Наконец, после долгого прощания, мы повторно поднялись по ступеням и, выйдя на свежий воздух, отправились восвояси под апельсиновыми деревьями, в теплой тьме ночи, пахнущей твидом.
На другое утро Аластеру предстояло идти в канцелярию, раскодировать телеграммы, поэтому мы с Марком пошли за покупками на Шу-лейн — улицу в старом турецком квартале, где торговали подержанным товаром. Марк продолжил переговоры, что, сказал он мне, делает уже три недели, относительно приобретения грота, сделанного анатолийскими беженцами из пробки, зеркальца и кусочков губки; а мне лишь цена помешала купить мраморную статуэтку, напоминающую футболиста.

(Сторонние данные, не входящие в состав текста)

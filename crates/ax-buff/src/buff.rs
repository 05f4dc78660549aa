//! The buffer object.

use std::fmt;
use std::mem;

use ax_core::{Any, AxError, Capability, One, TypeInfo};
use ax_scope::{Handle, Runtime, ScopeId};
use tracing::trace;

use crate::config::BuffConfig;

static BUFF: TypeInfo = TypeInfo::new(
    "one.any.buff",
    &[Capability::One, Capability::Any, Capability::Buff],
);

/// A byte buffer with a logical size and a separately managed allocation.
///
/// `size` is the number of meaningful bytes, `real` the number allocated.
/// The allocation never drops below `min` (except in a fresh copy, which
/// is allocated to exactly its size) and never exceeds `max`.
///
/// Bytes between the logical size and the allocation keep whatever they
/// held last; growing the logical size within the allocation exposes them.
pub struct Buff {
    data: Vec<u8>,
    used: usize,
    min: usize,
    max: usize,
}

impl Buff {
    /// Create an empty buffer with default bounds.
    pub fn new() -> Self {
        Self {
            data: Vec::new(),
            used: 0,
            min: BuffConfig::DEFAULT_MIN,
            max: BuffConfig::DEFAULT_MAX,
        }
    }

    /// Create an empty buffer with explicit bounds, allocating `min` bytes.
    ///
    /// # Panics
    ///
    /// If `config.min > config.max`.
    pub fn with_config(config: BuffConfig) -> Result<Self, AxError> {
        assert!(
            config.is_valid(),
            "buffer min {} is greater than max {}",
            config.min,
            config.max
        );
        let mut buff = Self {
            min: config.min,
            max: config.max,
            ..Self::new()
        };
        buff.realloc(config.min)?;
        Ok(buff)
    }

    /// Create an empty buffer owned by `scope`.
    pub fn create(rt: &mut Runtime, scope: ScopeId) -> Handle<Self> {
        rt.create(scope, Self::new())
    }

    /// Create a bounded buffer owned by `scope`.
    ///
    /// Nothing is attached if the initial allocation fails.
    ///
    /// # Panics
    ///
    /// If `config.min > config.max`.
    pub fn create_with(
        rt: &mut Runtime,
        scope: ScopeId,
        config: BuffConfig,
    ) -> Result<Handle<Self>, AxError> {
        Ok(rt.create(scope, Self::with_config(config)?))
    }

    /// Logical size in bytes.
    pub fn size(&self) -> usize {
        self.used
    }

    /// Allocated size in bytes.
    pub fn real(&self) -> usize {
        self.data.len()
    }

    /// Allocation floor.
    pub fn min(&self) -> usize {
        self.min
    }

    /// Ceiling.
    pub fn max(&self) -> usize {
        self.max
    }

    /// The meaningful bytes.
    pub fn as_slice(&self) -> &[u8] {
        &self.data[..self.used]
    }

    /// The meaningful bytes, mutably.
    pub fn as_mut_slice(&mut self) -> &mut [u8] {
        &mut self.data[..self.used]
    }

    /// Set the logical size to `size`, growing or shrinking the allocation
    /// as needed. Content up to the smaller of the old and new sizes is
    /// kept.
    ///
    /// Growing allocates `2 * size + 1` bytes, or `max` once `size`
    /// reaches half of it. Shrinking halves the allocation (not below
    /// `min`) once `size` is at most a quarter of it.
    pub fn adapt(&mut self, size: usize) -> Result<(), AxError> {
        let real = self.plan(size)?;
        if real != self.real() {
            self.realloc(real)?;
        }
        self.used = size;
        Ok(())
    }

    /// Like [`adapt`](Self::adapt), but never shrinks the allocation.
    pub fn resize(&mut self, size: usize) -> Result<(), AxError> {
        if size <= self.real() {
            self.used = size;
            return Ok(());
        }
        self.adapt(size)
    }

    /// Like [`adapt`](Self::adapt), but when the allocation has to change
    /// the content is not carried over: a zeroed region replaces it and the
    /// old meaningful bytes are handed back.
    pub fn alloc(&mut self, size: usize) -> Result<Option<Vec<u8>>, AxError> {
        let real = self.plan(size)?;
        if real == self.real() {
            self.used = size;
            return Ok(None);
        }
        let fresh = zeroed(real)?;
        let mut old = mem::replace(&mut self.data, fresh);
        old.truncate(self.used);
        trace!(to = real, "buff alloc");
        self.used = size;
        Ok(Some(old))
    }

    /// Allocate exactly `size` bytes and make that the new floor. Content
    /// past `size` is dropped.
    ///
    /// # Panics
    ///
    /// If `size` is not below `max`.
    pub fn reserve(&mut self, size: usize) -> Result<(), AxError> {
        assert!(
            size < self.max,
            "reserve of {size} bytes reaches the buffer max {}",
            self.max
        );
        self.realloc(size)?;
        self.used = self.used.min(size);
        self.min = size;
        Ok(())
    }

    /// Shrink the allocation to the logical size, but not below `min`.
    pub fn shrink(&mut self) -> Result<(), AxError> {
        let target = self.used.max(self.min);
        if target != self.real() {
            self.realloc(target)?;
        }
        Ok(())
    }

    /// Change the ceiling. A ceiling below the current allocation
    /// truncates both the allocation and the content.
    ///
    /// # Panics
    ///
    /// If `max` is below `min`.
    pub fn set_max(&mut self, max: usize) -> Result<(), AxError> {
        assert!(
            self.min <= max,
            "buffer min {} is greater than max {max}",
            self.min
        );
        if self.real() > max {
            self.realloc(max)?;
            self.used = self.used.min(max);
        }
        self.max = max;
        Ok(())
    }

    /// New allocation size for a logical size of `size`.
    fn plan(&self, size: usize) -> Result<usize, AxError> {
        if size > self.max {
            return Err(AxError::CapacityExceeded {
                requested: size,
                max: self.max,
            });
        }
        let real = self.real();
        if size > real {
            return Ok(if self.max / 2 <= size {
                self.max
            } else {
                size * 2 + 1
            });
        }
        if real >> 2 >= size {
            return Ok((real >> 1).max(self.min));
        }
        Ok(real)
    }

    fn realloc(&mut self, real: usize) -> Result<(), AxError> {
        let old = self.data.len();
        if real > old {
            self.data
                .try_reserve_exact(real - old)
                .map_err(|_| AxError::AllocFailed { requested: real })?;
            self.data.resize(real, 0);
        } else {
            self.data.truncate(real);
            self.data.shrink_to(real);
        }
        trace!(from = old, to = real, "buff realloc");
        Ok(())
    }
}

fn zeroed(len: usize) -> Result<Vec<u8>, AxError> {
    let mut data = Vec::new();
    data.try_reserve_exact(len)
        .map_err(|_| AxError::AllocFailed { requested: len })?;
    data.resize(len, 0);
    Ok(data)
}

impl Default for Buff {
    fn default() -> Self {
        Self::new()
    }
}

impl One for Buff {
    fn type_info(&self) -> &'static TypeInfo {
        &BUFF
    }
}

impl Any for Buff {
    fn copy(&self) -> Result<Box<dyn Any>, AxError> {
        let mut data = zeroed(self.used)?;
        data.copy_from_slice(self.as_slice());
        Ok(Box::new(Self {
            data,
            used: self.used,
            min: self.min,
            max: self.max,
        }))
    }

    fn take(&mut self) -> Result<Box<dyn Any>, AxError> {
        let fresh = zeroed(self.min)?;
        let moved = Self {
            data: mem::replace(&mut self.data, fresh),
            used: mem::take(&mut self.used),
            min: self.min,
            max: self.max,
        };
        Ok(Box::new(moved))
    }
}

impl fmt::Debug for Buff {
    fn fmt(&self, f: &mut fmt::Formatter<'_>) -> fmt::Result {
        f.debug_struct("Buff")
            .field("used", &self.used)
            .field("real", &self.real())
            .field("min", &self.min)
            .field("max", &self.max)
            .finish()
    }
}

«Звезда» в полдень отплывала в Венецию, и я чуть не упустил последний катер, отвозивший пассажиров с берега на корабль, Марк задержал меня, вручая мне подарки: три открытки с религиозным сюжетом, воздушный шарик и корзинку черных оливок.
Сразу после ланча мы прошли Коринфский канал, который, по непонятной причине, вызвал больший интерес у многих пассажиров, чем все виденное ими в путешествиях. Чтобы пройти канал, потребовалось время, но они оставались на палубе, фотографируя его, обсуждая, делали акварельные зарисовки его безликих каменных стен, я же отправился в свою каюту и задремал; я отлично поспал, использовав благоприятную возможность восполнить упущенное прошлой ночью.
Назавтра рано утром мы достигли Корфу.
* * *
Когда, после моего первого посещения Греции, я остановился на острове на несколько часов (путешествуя вторым классом с немыслимым неудобством на отвратительном пароходе, называвшемся «Yperoke»), он показался мне одним из прекраснейших мест, какие мне доводилось видеть. Он произвел на меня такое огромное впечатление, что позже, когда я писал роман об очень богатой персоне, то поселил ее в вилле на Корфу, поскольку думал, что, когда разбогатею, то первым делом куплю себе такую же.